A nation's Exclusive Economic Zone extends 200 nautical miles from its shore under the United Nations Convention on the Law of the Sea (UNCLOS) and is probably a part of customary international law for all intents and purposes, to be followed even by nations like the U.S, which has not ratified the treaty (although the U.S. has noted its objection to some aspects of the treaty for some time).

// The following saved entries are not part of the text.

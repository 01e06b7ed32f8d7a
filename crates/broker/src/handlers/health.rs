use axum::extract::State;
use axum::Json;
use serde::Serialize;

use crate::state::AppState;

/// Liveness probe payload.
#[derive(Debug, Serialize)]
pub struct HealthResponse {
    pub ok: bool,
    /// Image every sandbox is created from.
    pub image: String,
    /// Configured OCI runtime, or `"default"`.
    pub runtime: String,
}

/// GET /healthz -- reports configured identity; launches nothing.
pub async fn healthz(State(state): State<AppState>) -> Json<HealthResponse> {
    Json(HealthResponse {
        ok: true,
        image: state.config.image.clone(),
        runtime: state.config.runtime_label().to_string(),
    })
}
//! Name-to-handler dispatch for the sandbox tools.
//!
//! The registry is built once at startup from a [`ToolConfig`] and never
//! mutated while serving calls.

use std::collections::BTreeMap;
use std::sync::Arc;

use async_trait::async_trait;
use serde::de::DeserializeOwned;
use serde_json::Value;

use crate::config::ToolConfig;
use crate::error::ToolError;
use crate::python_exec::ExecutionClient;
use crate::shell_exec::ShellAdapter;

/// A callable capability exposed to the agent runtime.
#[async_trait]
pub trait ToolHandler: Send + Sync {
    /// Stable capability name, e.g. `python_exec`.
    fn name(&self) -> &'static str;

    /// Human-readable description shown to callers.
    fn description(&self) -> &'static str;

    /// Handle one call with JSON arguments, returning a JSON result.
    async fn call(&self, args: Value) -> Result<Value, ToolError>;
}

#[derive(Default, Clone)]
pub struct ToolRegistry {
    tools: BTreeMap<&'static str, Arc<dyn ToolHandler>>,
}

impl ToolRegistry {
    pub fn new() -> Self {
        Self::default()
    }

    /// Registry holding `python_exec` and `shell_exec`.
    pub fn with_sandbox_tools(config: &ToolConfig) -> Self {
        let mut registry = Self::new();
        registry.register(Arc::new(ExecutionClient::new(config)));
        registry.register(Arc::new(ShellAdapter::new(config)));
        registry
    }

    /// Add a handler, replacing any previous one with the same name.
    pub fn register(&mut self, handler: Arc<dyn ToolHandler>) {
        self.tools.insert(handler.name(), handler);
    }

    pub fn get(&self, name: &str) -> Option<&Arc<dyn ToolHandler>> {
        self.tools.get(name)
    }

    pub fn names(&self) -> impl Iterator<Item = &'static str> + '_ {
        self.tools.keys().copied()
    }

    pub fn iter(&self) -> impl Iterator<Item = &Arc<dyn ToolHandler>> {
        self.tools.values()
    }

    /// Dispatch a call by name.
    pub async fn call(&self, name: &str, args: Value) -> Result<Value, ToolError> {
        let handler = self
            .get(name)
            .ok_or_else(|| ToolError::UnknownTool(name.to_string()))?;

        tracing::info!(tool = name, "Dispatching tool call");
        let result = handler.call(args).await;
        if let Err(e) = &result {
            tracing::warn!(tool = name, error = %e, "Tool call failed");
        }
        result
    }
}

/// Decode tool arguments. `null` means "no arguments".
pub fn parse_args<T: DeserializeOwned>(tool: &str, args: Value) -> Result<T, ToolError> {
    let args = match args {
        Value::Null => Value::Object(Default::default()),
        other => other,
    };
    serde_json::from_value(args).map_err(|e| ToolError::InvalidArguments {
        tool: tool.to_string(),
        message: e.to_string(),
    })
}

// ---------------------------------------------------------------------------
// Tests
// ---------------------------------------------------------------------------

#[cfg(test)]
mod tests {
    use assert_matches::assert_matches;
    use serde_json::json;

    use super::*;
    use crate::python_exec::PythonExecArgs;
    use crate::shell_exec::ShellExecArgs;

    struct Echo;

    #[async_trait]
    impl ToolHandler for Echo {
        fn name(&self) -> &'static str {
            "echo"
        }

        fn description(&self) -> &'static str {
            "Returns its arguments."
        }

        async fn call(&self, args: Value) -> Result<Value, ToolError> {
            Ok(args)
        }
    }

    #[test]
    fn sandbox_tools_are_registered() {
        let registry = ToolRegistry::with_sandbox_tools(&ToolConfig::default());
        let names: Vec<_> = registry.names().collect();
        assert_eq!(names, vec!["python_exec", "shell_exec"]);
        assert!(registry.iter().all(|tool| !tool.description().is_empty()));
    }

    #[tokio::test]
    async fn call_dispatches_by_name() {
        let mut registry = ToolRegistry::new();
        registry.register(Arc::new(Echo));
        let result = registry.call("echo", json!({"x": 1})).await.unwrap();
        assert_eq!(result, json!({"x": 1}));
    }

    #[tokio::test]
    async fn unknown_tool_is_an_error() {
        let registry = ToolRegistry::new();
        let err = registry.call("rm_rf", Value::Null).await.unwrap_err();
        assert_matches!(err, ToolError::UnknownTool(name) if name == "rm_rf");
    }

    #[test]
    fn null_args_mean_defaults() {
        let args: PythonExecArgs = parse_args("python_exec", Value::Null).unwrap();
        assert!(args.code.is_none());
    }

    #[test]
    fn malformed_args_are_invalid() {
        let err = parse_args::<ShellExecArgs>("shell_exec", json!({"script": 5})).unwrap_err();
        assert_matches!(err, ToolError::InvalidArguments { ref tool, .. } if tool == "shell_exec");

        let err = parse_args::<PythonExecArgs>("python_exec", json!({"source": "x"})).unwrap_err();
        assert_matches!(err, ToolError::InvalidArguments { .. });
    }
}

Generally, though, a nation is better situated to defend claims over "its waters" as opposed to the high seas when a vessel is operating within the "contiguous zone" stretching out to 24 nautical miles from shore.

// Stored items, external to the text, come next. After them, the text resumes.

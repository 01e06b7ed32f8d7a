//! Sandbox tool adapters.
//!
//! Turns the broker's generic run-code contract into two tools with their
//! own success and error semantics:
//!
//! - [`python_exec`]: direct interpreter code; non-zero exits and silent
//!   runs are errors.
//! - [`shell_exec`]: shell scripts; the exit code is data and only
//!   transport failures raise.
//!
//! Both are reachable by name through the [`registry`], built once at
//! startup from a [`config::ToolConfig`].

pub mod client;
pub mod config;
pub mod error;
pub mod normalize;
pub mod python_exec;
pub mod registry;
pub mod shell_exec;
//! Environment parsing shared by the broker and tool configuration.
//!
//! Values are looked up through a caller-supplied function so configuration
//! can be built from the process environment at startup or from a fixed map
//! in tests.

use std::str::FromStr;

/// A configuration value was present but unusable.
#[derive(Debug, thiserror::Error)]
pub enum ConfigError {
    #[error("{key} must be a valid {expected}, got '{value}'")]
    Invalid {
        key: &'static str,
        value: String,
        expected: &'static str,
    },

    #[error("{key} is out of range: {reason}")]
    OutOfRange { key: &'static str, reason: String },
}

/// Read `key` through `lookup`, returning `default` when unset or blank.
pub fn string_or(lookup: &dyn Fn(&str) -> Option<String>, key: &str, default: &str) -> String {
    lookup(key)
        .map(|v| v.trim().to_string())
        .filter(|v| !v.is_empty())
        .unwrap_or_else(|| default.to_string())
}

/// Parse `key` through `lookup`, returning `default` when unset or blank.
pub fn parse_or<T: FromStr>(
    lookup: &dyn Fn(&str) -> Option<String>,
    key: &'static str,
    default: T,
) -> Result<T, ConfigError> {
    match lookup(key).map(|v| v.trim().to_string()) {
        Some(raw) if !raw.is_empty() => raw.parse().map_err(|_| ConfigError::Invalid {
            key,
            value: raw,
            expected: std::any::type_name::<T>(),
        }),
        _ => Ok(default),
    }
}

I have not yet seen a source indicating how far from the Chinese coast the U.S. ship was operating when it was accosted, but it's a highly relevant fact in understanding the full implications of the controversy.
I also wonder if this confrontation may involve China's contested claims to sovereignty over the Spratly Islands (which could enhance and extend its claims of jurisdiction over various waters - and would help its overall goal of making the South China Sea its own backyard "lake" in a way). Perhaps China was acting in this way as a means of demonstrating that it's treating the Spratlys like sovereign territory.

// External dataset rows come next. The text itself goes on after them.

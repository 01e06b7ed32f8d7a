//! Shared helpers for broker integration tests.
//!
//! Tests never talk to a real container runtime. [`FakeRuntime`] writes a
//! small shell script that accepts the runtime CLI's `run` arguments,
//! records them, skips past the image name and runs the container command
//! directly on the host. The interpreter command (`python -`) is mapped to
//! `/bin/sh`, so `/run` test payloads are shell code.

#![allow(dead_code)]

use std::os::unix::fs::PermissionsExt;
use std::path::PathBuf;
use std::time::{Duration, Instant};

use axum::body::Body;
use axum::http::{Method, Request};
use axum::response::Response;
use axum::Router;
use http_body_util::BodyExt;
use tower::ServiceExt;

use sandbox_broker::config::BrokerConfig;
use sandbox_broker::router::build_app_router;
use sandbox_broker::state::AppState;

/// Image name the fake runtime scans for in its argument list.
pub const TEST_IMAGE: &str = "sandbox-test-image";

const FAKE_RUNTIME_SCRIPT: &str = r#"#!/bin/sh
if [ "$1" = "rm" ]; then
  sleep __RM_DELAY__
  printf '%s\n' "$@" > "$(dirname "$0")/rm-args"
  exit 0
fi
printf '%s\n' "$@" > "$(dirname "$0")/last-args"
while [ "$#" -gt 0 ] && [ "$1" != "sandbox-test-image" ]; do shift; done
shift
if [ "$1" = "python" ]; then exec /bin/sh; fi
exec "$@"
"#;

/// A stand-in container runtime living in a temporary directory.
pub struct FakeRuntime {
    dir: tempfile::TempDir,
    bin: PathBuf,
}

impl FakeRuntime {
    pub fn install() -> Self {
        Self::install_with_rm_delay(0)
    }

    /// A runtime whose `rm` takes `secs` seconds to complete.
    pub fn install_with_rm_delay(secs: u32) -> Self {
        let dir = tempfile::tempdir_in(env!("CARGO_TARGET_TMPDIR")).expect("create temp dir");
        let bin = dir.path().join("fake-runtime");
        let script = FAKE_RUNTIME_SCRIPT.replace("__RM_DELAY__", &secs.to_string());
        std::fs::write(&bin, script).expect("write fake runtime");
        std::fs::set_permissions(&bin, std::fs::Permissions::from_mode(0o755))
            .expect("chmod fake runtime");
        Self { dir, bin }
    }

    pub fn bin(&self) -> String {
        self.bin.to_str().expect("utf-8 path").to_string()
    }

    /// Arguments of the most recent `run` invocation, one per line.
    pub fn last_args(&self) -> Vec<String> {
        std::fs::read_to_string(self.dir.path().join("last-args"))
            .expect("read recorded args")
            .lines()
            .map(str::to_string)
            .collect()
    }

    /// Arguments of the `rm` invocation, polling until it has run.
    pub async fn wait_for_rm_args(&self, timeout: Duration) -> Option<Vec<String>> {
        let path = self.dir.path().join("rm-args");
        let deadline = Instant::now() + timeout;
        while Instant::now() < deadline {
            if let Ok(text) = std::fs::read_to_string(&path) {
                if text.ends_with('\n') {
                    return Some(text.lines().map(str::to_string).collect());
                }
            }
            tokio::time::sleep(Duration::from_millis(50)).await;
        }
        None
    }

    /// Value following `--name` in the recorded `run` arguments.
    pub fn container_name(&self) -> String {
        let args = self.last_args();
        let i = args.iter().position(|a| a == "--name").expect("--name flag");
        args[i + 1].clone()
    }
}

/// Build a test `BrokerConfig` pointing at the given runtime binary.
///
/// Uses a 7-second ceiling and the production output cap.
pub fn test_config(runtime_bin: &str) -> BrokerConfig {
    BrokerConfig {
        host: "127.0.0.1".to_string(),
        port: 0,
        request_timeout_secs: 30,
        image: TEST_IMAGE.to_string(),
        runtime: None,
        runtime_bin: runtime_bin.to_string(),
        timeout_ceiling_secs: 7,
        output_cap: 32_768,
        pids_limit: 64,
        tmpfs_mb: 64,
    }
}

/// Build the full application router (same middleware stack as `main.rs`).
pub fn build_test_app(config: BrokerConfig) -> Router {
    build_app_router(AppState::new(config))
}

pub async fn get(app: Router, uri: &str) -> Response {
    let request = Request::builder()
        .method(Method::GET)
        .uri(uri)
        .body(Body::empty())
        .unwrap();
    app.oneshot(request).await.unwrap()
}

pub async fn post_json(app: Router, uri: &str, body: serde_json::Value) -> Response {
    let request = Request::builder()
        .method(Method::POST)
        .uri(uri)
        .header("content-type", "application/json")
        .body(Body::from(body.to_string()))
        .unwrap();
    app.oneshot(request).await.unwrap()
}

pub async fn body_json(response: Response) -> serde_json::Value {
    let bytes = response.into_body().collect().await.unwrap().to_bytes();
    serde_json::from_slice(&bytes).unwrap()
}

The other possibility, rather more cynical, is that it's possible the move comes at a time when the leadership of the Communist Party needs to stoke nationalist sentiment to distract from domestic economic problems.
I am very interested to see how the White House handles this matter. Forget Gordon Brown's DVDs and Hillary's ridiculous "Overload" button. This will likely be the first defining foreign affairs test for the Obama administration (although the North Korean saber rattling today is also worrisome). I hope the President sees the importance of the relationship with China.
Here's my guess as to the law the Chinese will cite as its basis for harassing the U.S. vessel, since it claims the U.S. vessel was in its "special economic zone" - which I'm pretty sure is an improper embassy translation of "Exclusive Economic Zone" (special economic zones are on land). The Chinese promulgated these laws in 1998:
Marine scientific research by any international organization, foreign organization and individual in the exclusive economic zone and the continental shelf of the People's Republic of China must be subject to the approval of the competent authorities of the People's Republic of China and must conform to the laws and regulations of the People's Republic of China.
The People's Republic of China may, when exercising sovereign rights to explore, exploit, conserve and manage living resources in its exclusive economic zone, take necessary measures such as boarding, search, arrest, seazure and imposition of judicial process ensuring the observance of laws and regulations of the People's Republic of China.
The People's Republic of China has the power to take necessary measures against acts violating laws and regulations of the People's Republic of China in the exclusive economic zone and the continental shelf, investigate for legal liabilities according to law, and may exercise the right of hot pursuit.